Donning the fedoras and fatalism of American noir, Le Samouraï follows a long cinematic tradition of portraying iconoclastic lone-wolf hit men and femmes fatales. Alain Delon plays contract killer Jef Costello, who is hired to kill a Paris nightclub owner and winds up being tailed by both police and client. Despite Jef's dismissal of moral principle as mere "habit," he lives by a strict code defined by honor and exactitude—which, in a mythology-echoing denouement, will ultimately be his undoing.
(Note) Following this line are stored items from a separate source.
//! HTTP handlers

use std::sync::Arc;

use axum::extract::rejection::JsonRejection;
use axum::extract::{Path, State};
use axum::http::header;
use axum::response::{Html, IntoResponse, Response};
use axum::Json;
use serde::Deserialize;
use serde_json::{json, Value};

use super::WebState;
use crate::experiment::{ExperimentId, ExperimentStore};
use crate::monitor::{ClearOutcome, EvaluationTicket, ExperimentView, Overview};
use crate::{Error, Result};

type Shared<S> = State<Arc<WebState<S>>>;

/// Body of every single-experiment mutation.
#[derive(Debug, Deserialize)]
pub struct IdRequest {
    /// Target experiment.
    pub id: ExperimentId,
}

fn id_from_body(payload: std::result::Result<Json<IdRequest>, JsonRejection>) -> Result<ExperimentId> {
    payload
        .map(|Json(request)| request.id)
        .map_err(|rejection| Error::Validation(rejection.body_text()))
}

/// Content type for an artifact, by file extension.
#[must_use]
pub fn content_type_for(name: &str) -> &'static str {
    let extension = name
        .rsplit_once('.')
        .map(|(_, ext)| ext.to_ascii_lowercase())
        .unwrap_or_default();
    match extension.as_str() {
        "png" => "image/png",
        "svg" => "image/svg+xml",
        "gif" => "image/gif",
        "jpg" | "jpeg" => "image/jpeg",
        "json" => "application/json",
        "txt" | "log" | "csv" => "text/plain; charset=utf-8",
        _ => "application/octet-stream",
    }
}

pub(super) async fn overview_page<S: ExperimentStore>(State(state): Shared<S>) -> Result<Html<String>> {
    let overview = state.monitor.list_experiments().await?;
    Ok(Html(state.pages.overview(&overview)?))
}

pub(super) async fn experiment_page<S: ExperimentStore>(
    State(state): Shared<S>,
    Path(id): Path<String>,
) -> Result<Html<String>> {
    let view = state.monitor.experiment_detail(id.parse()?).await?;
    Ok(Html(state.pages.experiment(&view)?))
}

pub(super) async fn artifact<S: ExperimentStore>(
    State(state): Shared<S>,
    Path((id, name)): Path<(String, String)>,
) -> Result<Response> {
    let bytes = state.monitor.store().read_artifact(id.parse()?, &name).await?;
    Ok(([(header::CONTENT_TYPE, content_type_for(&name))], bytes).into_response())
}

pub(super) async fn list_json<S: ExperimentStore>(State(state): Shared<S>) -> Result<Json<Overview>> {
    Ok(Json(state.monitor.list_experiments().await?))
}

pub(super) async fn detail_json<S: ExperimentStore>(
    State(state): Shared<S>,
    Path(id): Path<String>,
) -> Result<Json<ExperimentView>> {
    Ok(Json(state.monitor.experiment_detail(id.parse()?).await?))
}

pub(super) async fn bookmark<S: ExperimentStore>(
    State(state): Shared<S>,
    payload: std::result::Result<Json<IdRequest>, JsonRejection>,
) -> Result<Json<Value>> {
    let bookmark = state.monitor.bookmark(id_from_body(payload)?).await?;
    Ok(Json(json!({ "bookmark": bookmark })))
}

pub(super) async fn delete_experiment<S: ExperimentStore>(
    State(state): Shared<S>,
    payload: std::result::Result<Json<IdRequest>, JsonRejection>,
) -> Result<Json<Value>> {
    state.monitor.delete(id_from_body(payload)?).await?;
    Ok(Json(json!({})))
}

pub(super) async fn clear_all_empty<S: ExperimentStore>(
    State(state): Shared<S>,
) -> Result<Json<ClearOutcome>> {
    Ok(Json(state.monitor.clear_all_empty().await?))
}

pub(super) async fn clear_all_short<S: ExperimentStore>(
    State(state): Shared<S>,
) -> Result<Json<ClearOutcome>> {
    Ok(Json(state.monitor.clear_all_short().await?))
}

pub(super) async fn evaluate<S: ExperimentStore>(
    State(state): Shared<S>,
    payload: std::result::Result<Json<IdRequest>, JsonRejection>,
) -> Result<Json<EvaluationTicket>> {
    Ok(Json(state.monitor.evaluate(id_from_body(payload)?).await?))
}

pub(super) async fn health<S: ExperimentStore>(State(state): Shared<S>) -> Result<Json<Value>> {
    let experiments = state.monitor.store().list().await?.len();
    Ok(Json(json!({
        "status": "ok",
        "experiments": experiments,
    })))
}
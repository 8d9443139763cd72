//! # Experiment Monitor: dashboard for ML training experiments
//!
//! Lists the experiments a training pipeline has produced, shows each one's
//! hyperparameters, environment and plots, and lets the user bookmark,
//! delete, prune and re-evaluate them.
//!
//! ## Layers
//!
//! - [`experiment`]: records and the [`ExperimentStore`](experiment::ExperimentStore)
//!   registry interface (in-memory and on-disk backends)
//! - [`monitor`]: listing, detail and mutation services over a store
//! - [`evaluate`]: hand-off of evaluation requests to an external collaborator
//! - [`web`]: axum routes and Handlebars pages
//! - [`config`]: layered configuration
//!
//! ## Example Usage
//!
//! ```rust
//! use experiment_monitor::experiment::{ExperimentId, ExperimentRecord, MemoryExperimentStore};
//! use experiment_monitor::monitor::Monitor;
//!
//! # async fn example() -> experiment_monitor::Result<()> {
//! let store: MemoryExperimentStore = [3, 5, 7]
//!     .into_iter()
//!     .map(|id| ExperimentRecord::new(ExperimentId::new(id), "CartPole-v1"))
//!     .collect();
//! let monitor = Monitor::new(store);
//!
//! let view = monitor.experiment_detail(ExperimentId::new(5)).await?;
//! assert_eq!(view.prev_id, Some(ExperimentId::new(3)));
//! assert_eq!(view.next_id, Some(ExperimentId::new(7)));
//! # Ok(())
//! # }
//! ```

#![warn(missing_docs)]
#![warn(clippy::all)]
#![warn(clippy::pedantic)]
#![warn(clippy::nursery)]

pub mod config;
pub mod error;
pub mod evaluate;
pub mod experiment;
pub mod monitor;
pub mod web;

pub use error::{Error, Result};
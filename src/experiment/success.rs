//! Upstream success classification

use serde::{Deserialize, Serialize};
use serde_json::Value;

/// Tri-state outcome of a training run, as judged by the training pipeline.
///
/// The monitor never derives this itself; it only reads what the pipeline
/// wrote and uses it to highlight rows.
#[derive(Debug, Clone, Copy, PartialEq, Eq, Default, Serialize, Deserialize)]
#[serde(rename_all = "snake_case")]
pub enum SuccessClass {
    /// The run reached its goal.
    Success,
    /// The run looks promising but did not clearly reach its goal.
    Maybe,
    /// No classification available.
    #[default]
    Unknown,
}

impl SuccessClass {
    /// Interpret the `success` field of an experiment's metadata.
    ///
    /// Accepts `"success"`, `"maybe"` (case-insensitive) or a boolean, where
    /// `true` means success. Everything else, including a missing field or
    /// `false`, is unknown.
    #[must_use]
    pub fn from_metadata(value: Option<&Value>) -> Self {
        match value {
            Some(Value::String(s)) if s.eq_ignore_ascii_case("success") => Self::Success,
            Some(Value::String(s)) if s.eq_ignore_ascii_case("maybe") => Self::Maybe,
            Some(Value::Bool(true)) => Self::Success,
            _ => Self::Unknown,
        }
    }

    /// CSS class used to highlight the experiment's row on the overview page.
    #[must_use]
    pub const fn row_class(self) -> &'static str {
        match self {
            Self::Success => "success",
            Self::Maybe => "maybe",
            Self::Unknown => "",
        }
    }
}
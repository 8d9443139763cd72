//! Monitor service tests
//!
//! Listing, detail navigation and mutations over the in-memory store.

use std::sync::atomic::{AtomicUsize, Ordering};
use std::sync::Arc;

use experiment_monitor::evaluate::Evaluator;
use experiment_monitor::experiment::{
    ExperimentId, ExperimentRecord, ExperimentStore, MemoryExperimentStore, SuccessClass,
};
use experiment_monitor::monitor::{ClearOutcome, Monitor};
use experiment_monitor::{Error, Result};

fn id(raw: u64) -> ExperimentId {
    ExperimentId::new(raw)
}

fn run(raw: u64, iterations: u64) -> ExperimentRecord {
    ExperimentRecord::builder(id(raw), "CartPole-v1")
        .iterations(iterations)
        .build()
}

/// A(3, empty), B(5, 10 iterations), C(7, empty)
fn abc_monitor() -> Monitor<MemoryExperimentStore> {
    Monitor::new([run(3, 0), run(5, 10), run(7, 0)].into_iter().collect())
}

fn ids(rows: &[experiment_monitor::monitor::ExperimentSummary]) -> Vec<u64> {
    rows.iter().map(|row| row.id.get()).collect()
}

// =============================================================================
// Listing
// =============================================================================

#[tokio::test]
async fn test_listing_sorted_descending() {
    let monitor = abc_monitor();
    let overview = monitor.list_experiments().await.unwrap();

    assert!(overview.bookmarked.is_empty());
    assert_eq!(ids(&overview.others), [7, 5, 3]);
    assert_eq!(overview.environments, ["CartPole-v1"]);
}

#[tokio::test]
async fn test_bookmark_moves_between_partitions() {
    let monitor = abc_monitor();

    assert!(monitor.bookmark(id(5)).await.unwrap());
    let overview = monitor.list_experiments().await.unwrap();
    assert_eq!(ids(&overview.bookmarked), [5]);
    assert_eq!(ids(&overview.others), [7, 3]);

    assert!(!monitor.bookmark(id(5)).await.unwrap());
    let overview = monitor.list_experiments().await.unwrap();
    assert!(overview.bookmarked.is_empty());
    assert_eq!(ids(&overview.others), [7, 5, 3]);
}

#[tokio::test]
async fn test_bookmark_unknown_id() {
    let monitor = abc_monitor();
    assert!(matches!(
        monitor.bookmark(id(4)).await,
        Err(Error::NotFound(missing)) if missing == id(4)
    ));
}

#[tokio::test]
async fn test_success_highlighting() {
    let store: MemoryExperimentStore = [
        ExperimentRecord::builder(id(1), "Ant-v2")
            .success(SuccessClass::Success)
            .build(),
        ExperimentRecord::builder(id(2), "Ant-v2")
            .success(SuccessClass::Maybe)
            .build(),
        ExperimentRecord::new(id(3), "Ant-v2"),
    ]
    .into_iter()
    .collect();
    let overview = Monitor::new(store).list_experiments().await.unwrap();

    let classes: Vec<&str> = overview.others.iter().map(|row| row.row_class).collect();
    assert_eq!(classes, ["", "maybe", "success"]);
}

// =============================================================================
// Detail
// =============================================================================

#[tokio::test]
async fn test_detail_navigation() {
    let monitor = abc_monitor();

    let view = monitor.experiment_detail(id(5)).await.unwrap();
    assert_eq!(view.current_id, id(5));
    assert_eq!(view.prev_id, Some(id(3)));
    assert_eq!(view.next_id, Some(id(7)));

    let first = monitor.experiment_detail(id(3)).await.unwrap();
    assert_eq!(first.prev_id, None);
    assert_eq!(first.next_id, Some(id(5)));

    let last = monitor.experiment_detail(id(7)).await.unwrap();
    assert_eq!(last.prev_id, Some(id(5)));
    assert_eq!(last.next_id, None);
}

#[tokio::test]
async fn test_detail_unknown_id() {
    let monitor = abc_monitor();
    assert!(matches!(
        monitor.experiment_detail(id(6)).await,
        Err(Error::NotFound(_))
    ));
}

#[tokio::test]
async fn test_detail_tables_and_artifacts() {
    let store = MemoryExperimentStore::new();
    store.insert(
        ExperimentRecord::builder(id(1), "LunarLander-v2")
            .config_name("discrete")
            .hp("learning_rate", "0.001")
            .hp("horizon", "1024")
            .env_attr("name", "LunarLander-v2")
            .env_attr("max_steps", "1000")
            .iterations(4)
            .max_reward(Some(120.5))
            .build(),
    );
    store.put_artifact(id(1), "reward_plot.svg", b"<svg/>".to_vec()).unwrap();
    store.put_artifact(id(1), "model.png", vec![0x89]).unwrap();

    let view = Monitor::new(store).experiment_detail(id(1)).await.unwrap();
    assert_eq!(view.config_name, "discrete");
    assert_eq!(view.hps[0].key, "learning_rate");
    assert_eq!(view.hps[1].value, "1024");
    assert_eq!(view.env_meta[1].key, "max_steps");
    assert_eq!(view.max_reward_display, "120.50");
    assert_eq!(view.artifacts, ["model.png", "reward_plot.svg"]);
    assert!(view.has_model_diagram);
    assert!(view.has_reward_plot);
    assert!(!view.has_loss_plot);
}

// =============================================================================
// Deletes
// =============================================================================

#[tokio::test]
async fn test_delete_twice() {
    let monitor = abc_monitor();
    monitor.delete(id(5)).await.unwrap();
    assert!(matches!(monitor.delete(id(5)).await, Err(Error::NotFound(_))));
}

#[tokio::test]
async fn test_clear_all_empty_scenario() {
    let monitor = abc_monitor();

    let outcome = monitor.clear_all_empty().await.unwrap();
    assert_eq!(outcome, ClearOutcome { deleted: 2, failed: 0 });

    let overview = monitor.list_experiments().await.unwrap();
    assert_eq!(ids(&overview.others), [5]);

    assert_eq!(monitor.clear_all_empty().await.unwrap().deleted, 0);
}

#[tokio::test]
async fn test_clear_all_short_uses_threshold() {
    let store: MemoryExperimentStore = [run(1, 0), run(2, 9), run(3, 10), run(4, 50)]
        .into_iter()
        .collect();
    let monitor = Monitor::new(store).with_short_threshold(10);

    let outcome = monitor.clear_all_short().await.unwrap();
    assert_eq!(outcome.deleted, 2);

    let remaining = ids(&monitor.list_experiments().await.unwrap().others);
    assert_eq!(remaining, [4, 3]);
}

/// Store whose removal of one id always fails.
struct FlakyStore {
    inner: MemoryExperimentStore,
    broken: ExperimentId,
}

impl ExperimentStore for FlakyStore {
    async fn list(&self) -> Result<Vec<ExperimentRecord>> {
        self.inner.list().await
    }

    async fn get(&self, id: ExperimentId) -> Result<Option<ExperimentRecord>> {
        self.inner.get(id).await
    }

    async fn toggle_bookmark(&self, id: ExperimentId) -> Result<bool> {
        self.inner.toggle_bookmark(id).await
    }

    async fn remove(&self, id: ExperimentId) -> Result<()> {
        if id == self.broken {
            return Err(Error::StorageError("permission denied".into()));
        }
        self.inner.remove(id).await
    }

    async fn artifacts(&self, id: ExperimentId) -> Result<Vec<String>> {
        self.inner.artifacts(id).await
    }

    async fn read_artifact(&self, id: ExperimentId, name: &str) -> Result<Vec<u8>> {
        self.inner.read_artifact(id, name).await
    }
}

#[tokio::test]
async fn test_bulk_delete_counts_failures_and_continues() {
    let store = FlakyStore {
        inner: [run(1, 0), run(2, 0), run(3, 0), run(4, 8)].into_iter().collect(),
        broken: id(2),
    };
    let monitor = Monitor::new(store);

    let outcome = monitor.clear_all_empty().await.unwrap();
    assert_eq!(outcome, ClearOutcome { deleted: 2, failed: 1 });

    let remaining = ids(&monitor.list_experiments().await.unwrap().others);
    assert_eq!(remaining, [4, 2]);
}

// =============================================================================
// Evaluate
// =============================================================================

#[derive(Default)]
struct CountingEvaluator {
    submitted: AtomicUsize,
}

impl Evaluator for CountingEvaluator {
    fn submit(&self, _id: ExperimentId) -> Result<()> {
        self.submitted.fetch_add(1, Ordering::SeqCst);
        Ok(())
    }
}

#[tokio::test]
async fn test_evaluate_hands_off() {
    let evaluator = Arc::new(CountingEvaluator::default());
    let monitor = abc_monitor().with_evaluator(evaluator.clone());

    let ticket = monitor.evaluate(id(5)).await.unwrap();
    assert!(ticket.accepted);
    assert_eq!(ticket.id, id(5));
    assert_eq!(evaluator.submitted.load(Ordering::SeqCst), 1);
}

#[tokio::test]
async fn test_evaluate_unknown_id_is_not_submitted() {
    let evaluator = Arc::new(CountingEvaluator::default());
    let monitor = abc_monitor().with_evaluator(evaluator.clone());

    assert!(matches!(monitor.evaluate(id(99)).await, Err(Error::NotFound(_))));
    assert_eq!(evaluator.submitted.load(Ordering::SeqCst), 0);
}

#[tokio::test]
async fn test_evaluate_without_evaluator() {
    let monitor = abc_monitor();
    assert!(matches!(
        monitor.evaluate(id(5)).await,
        Err(Error::EvaluationUnavailable(_))
    ));
}

#[tokio::test]
async fn test_concurrent_deletes_one_winner() {
    let monitor = Arc::new(abc_monitor());
    let mut handles = vec![];
    for _ in 0..8 {
        let monitor = Arc::clone(&monitor);
        handles.push(tokio::spawn(async move { monitor.delete(id(5)).await }));
    }

    let mut ok = 0;
    let mut not_found = 0;
    for handle in handles {
        match handle.await.unwrap() {
            Ok(()) => ok += 1,
            Err(Error::NotFound(_)) => not_found += 1,
            Err(e) => panic!("unexpected error: {e}"),
        }
    }
    assert_eq!((ok, not_found), (1, 7));
}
What's most fascinating about this film, however, is its style and pacing, with a hypnotic stillness punctuated by flashes of humor and violence. Delon hardly speaks more than 50 words in the entire movie, and his character leads a monastic existence in a drab apartment populated only by a tiny caged bird. Instead we learn about Costello from the meticulous white gloves he dons prior to a kill, or the gigantic ring of keys he uses to steal cars. (Watch for some chic Citroëns.) Style is so distinct in this movie as to transcend Le Samouraï's noir trappings and achieve a more otherworldly atmosphere. Yet artifice doesn't rule Melville's film, the title of which denotes an Eastern-oriented spirituality: the nobility of the warrior. Or, more accurately, as the opening quote says, "There is no solitude greater than a samurai's, except that of the tiger in the jungle...perhaps."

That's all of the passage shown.